**TO DO**
Copy out each line of the data that holds the string "packages".

**INFORMATION SHOWN**
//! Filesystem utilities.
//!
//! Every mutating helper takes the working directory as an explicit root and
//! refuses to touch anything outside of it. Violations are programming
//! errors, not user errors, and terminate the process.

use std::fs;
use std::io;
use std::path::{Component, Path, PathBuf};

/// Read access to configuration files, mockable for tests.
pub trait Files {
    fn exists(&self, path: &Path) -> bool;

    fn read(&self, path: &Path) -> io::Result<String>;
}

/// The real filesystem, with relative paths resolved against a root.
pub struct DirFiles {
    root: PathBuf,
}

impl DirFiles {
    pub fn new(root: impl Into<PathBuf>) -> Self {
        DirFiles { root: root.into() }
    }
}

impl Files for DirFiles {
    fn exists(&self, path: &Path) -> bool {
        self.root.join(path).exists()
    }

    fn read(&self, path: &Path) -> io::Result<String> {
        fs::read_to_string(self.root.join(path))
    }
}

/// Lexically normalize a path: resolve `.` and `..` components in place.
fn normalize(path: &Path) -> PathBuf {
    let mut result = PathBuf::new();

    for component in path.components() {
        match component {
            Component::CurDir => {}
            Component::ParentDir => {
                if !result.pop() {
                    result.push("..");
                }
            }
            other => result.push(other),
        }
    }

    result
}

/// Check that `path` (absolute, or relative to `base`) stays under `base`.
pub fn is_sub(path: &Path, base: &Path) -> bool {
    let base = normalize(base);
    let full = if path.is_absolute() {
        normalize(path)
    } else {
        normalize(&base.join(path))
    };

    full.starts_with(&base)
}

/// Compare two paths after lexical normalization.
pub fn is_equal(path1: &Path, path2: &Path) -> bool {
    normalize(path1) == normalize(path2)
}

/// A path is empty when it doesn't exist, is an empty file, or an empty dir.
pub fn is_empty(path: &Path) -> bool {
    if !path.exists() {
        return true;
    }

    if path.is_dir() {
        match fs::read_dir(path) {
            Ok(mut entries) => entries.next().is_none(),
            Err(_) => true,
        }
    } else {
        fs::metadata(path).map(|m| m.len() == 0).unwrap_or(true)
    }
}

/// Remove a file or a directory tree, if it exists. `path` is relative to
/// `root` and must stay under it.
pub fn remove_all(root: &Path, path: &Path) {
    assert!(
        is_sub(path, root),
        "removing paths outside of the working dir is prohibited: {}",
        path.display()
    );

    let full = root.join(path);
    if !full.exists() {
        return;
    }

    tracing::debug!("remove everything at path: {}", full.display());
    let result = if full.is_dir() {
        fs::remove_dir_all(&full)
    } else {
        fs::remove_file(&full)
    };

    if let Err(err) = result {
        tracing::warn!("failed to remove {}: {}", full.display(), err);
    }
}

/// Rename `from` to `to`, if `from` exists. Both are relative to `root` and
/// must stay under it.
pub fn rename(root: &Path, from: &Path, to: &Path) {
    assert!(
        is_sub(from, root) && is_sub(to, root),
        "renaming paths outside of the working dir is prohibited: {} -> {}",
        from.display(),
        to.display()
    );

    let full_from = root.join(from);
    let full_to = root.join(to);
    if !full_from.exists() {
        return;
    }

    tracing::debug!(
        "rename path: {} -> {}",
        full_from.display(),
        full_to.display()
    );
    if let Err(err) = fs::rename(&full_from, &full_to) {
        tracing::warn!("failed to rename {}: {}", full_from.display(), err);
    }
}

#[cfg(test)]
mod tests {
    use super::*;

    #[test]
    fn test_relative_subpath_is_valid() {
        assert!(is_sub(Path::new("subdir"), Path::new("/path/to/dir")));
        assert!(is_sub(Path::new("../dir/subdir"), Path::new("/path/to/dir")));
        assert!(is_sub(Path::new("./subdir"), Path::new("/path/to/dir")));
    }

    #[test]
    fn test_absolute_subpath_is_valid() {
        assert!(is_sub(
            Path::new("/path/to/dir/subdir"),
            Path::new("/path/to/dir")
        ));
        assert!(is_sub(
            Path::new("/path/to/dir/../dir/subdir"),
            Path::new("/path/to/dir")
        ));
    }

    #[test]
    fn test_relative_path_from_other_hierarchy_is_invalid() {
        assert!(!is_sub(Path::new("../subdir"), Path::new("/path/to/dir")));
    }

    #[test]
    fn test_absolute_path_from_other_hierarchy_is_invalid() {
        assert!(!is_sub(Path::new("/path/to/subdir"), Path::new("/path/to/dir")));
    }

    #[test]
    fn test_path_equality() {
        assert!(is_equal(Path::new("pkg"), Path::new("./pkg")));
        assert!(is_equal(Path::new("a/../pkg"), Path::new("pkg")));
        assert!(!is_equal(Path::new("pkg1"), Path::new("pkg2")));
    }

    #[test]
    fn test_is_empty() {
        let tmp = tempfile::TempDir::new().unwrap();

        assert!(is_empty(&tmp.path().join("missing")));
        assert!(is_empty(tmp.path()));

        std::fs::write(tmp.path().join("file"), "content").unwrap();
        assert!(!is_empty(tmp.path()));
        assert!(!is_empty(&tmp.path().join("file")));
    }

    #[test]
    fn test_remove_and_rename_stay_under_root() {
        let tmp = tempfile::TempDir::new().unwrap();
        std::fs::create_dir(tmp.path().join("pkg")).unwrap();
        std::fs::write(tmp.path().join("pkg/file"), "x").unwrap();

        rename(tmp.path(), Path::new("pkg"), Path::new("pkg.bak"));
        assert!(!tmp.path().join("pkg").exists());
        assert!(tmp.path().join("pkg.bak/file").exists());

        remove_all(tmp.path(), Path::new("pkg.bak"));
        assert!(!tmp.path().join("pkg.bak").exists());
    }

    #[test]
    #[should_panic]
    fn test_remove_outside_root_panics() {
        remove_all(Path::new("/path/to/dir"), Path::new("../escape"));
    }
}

...

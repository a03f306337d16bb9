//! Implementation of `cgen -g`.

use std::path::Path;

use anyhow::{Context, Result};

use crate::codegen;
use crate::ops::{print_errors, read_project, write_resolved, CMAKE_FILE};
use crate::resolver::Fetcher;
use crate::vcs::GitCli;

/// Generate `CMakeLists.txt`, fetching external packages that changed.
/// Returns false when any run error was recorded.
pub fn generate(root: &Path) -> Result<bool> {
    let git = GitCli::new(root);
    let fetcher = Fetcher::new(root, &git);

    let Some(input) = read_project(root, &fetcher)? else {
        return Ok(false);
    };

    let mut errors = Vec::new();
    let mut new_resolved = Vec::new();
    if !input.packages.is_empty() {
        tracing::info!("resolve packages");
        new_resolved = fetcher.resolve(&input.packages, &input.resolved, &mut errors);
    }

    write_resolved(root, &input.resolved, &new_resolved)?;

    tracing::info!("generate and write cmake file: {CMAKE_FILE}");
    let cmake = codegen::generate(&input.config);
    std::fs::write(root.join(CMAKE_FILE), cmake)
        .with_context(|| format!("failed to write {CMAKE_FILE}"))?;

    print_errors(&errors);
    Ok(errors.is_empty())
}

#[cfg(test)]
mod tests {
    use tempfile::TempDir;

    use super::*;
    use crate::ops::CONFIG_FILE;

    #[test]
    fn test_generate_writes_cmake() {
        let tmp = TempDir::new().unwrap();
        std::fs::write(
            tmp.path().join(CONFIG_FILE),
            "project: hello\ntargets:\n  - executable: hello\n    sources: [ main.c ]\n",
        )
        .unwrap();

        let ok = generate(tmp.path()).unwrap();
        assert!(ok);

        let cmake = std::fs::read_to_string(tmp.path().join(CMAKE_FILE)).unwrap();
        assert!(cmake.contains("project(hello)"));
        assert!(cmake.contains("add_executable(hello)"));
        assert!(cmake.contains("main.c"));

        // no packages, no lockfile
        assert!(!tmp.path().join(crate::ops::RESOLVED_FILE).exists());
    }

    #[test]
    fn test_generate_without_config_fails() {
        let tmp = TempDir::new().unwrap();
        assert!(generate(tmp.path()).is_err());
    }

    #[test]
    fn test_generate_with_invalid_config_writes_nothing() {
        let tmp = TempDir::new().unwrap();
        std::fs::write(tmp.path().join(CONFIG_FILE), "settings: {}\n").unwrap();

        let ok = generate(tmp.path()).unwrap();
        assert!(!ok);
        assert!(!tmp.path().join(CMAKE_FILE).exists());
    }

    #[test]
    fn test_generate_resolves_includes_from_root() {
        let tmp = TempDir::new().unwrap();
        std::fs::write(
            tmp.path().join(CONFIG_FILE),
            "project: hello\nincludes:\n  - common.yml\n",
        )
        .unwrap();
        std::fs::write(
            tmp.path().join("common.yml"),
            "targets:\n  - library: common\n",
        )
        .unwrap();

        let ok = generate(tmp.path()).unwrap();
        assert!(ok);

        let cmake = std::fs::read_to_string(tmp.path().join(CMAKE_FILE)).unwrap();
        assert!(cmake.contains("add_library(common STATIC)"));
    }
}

**RESPONSE**
/// Generate `CMakeLists.txt`, fetching external packages that changed.
    if !input.packages.is_empty() {
        tracing::info!("resolve packages");
        new_resolved = fetcher.resolve(&input.packages, &input.resolved, &mut errors);
        // no packages, no lockfile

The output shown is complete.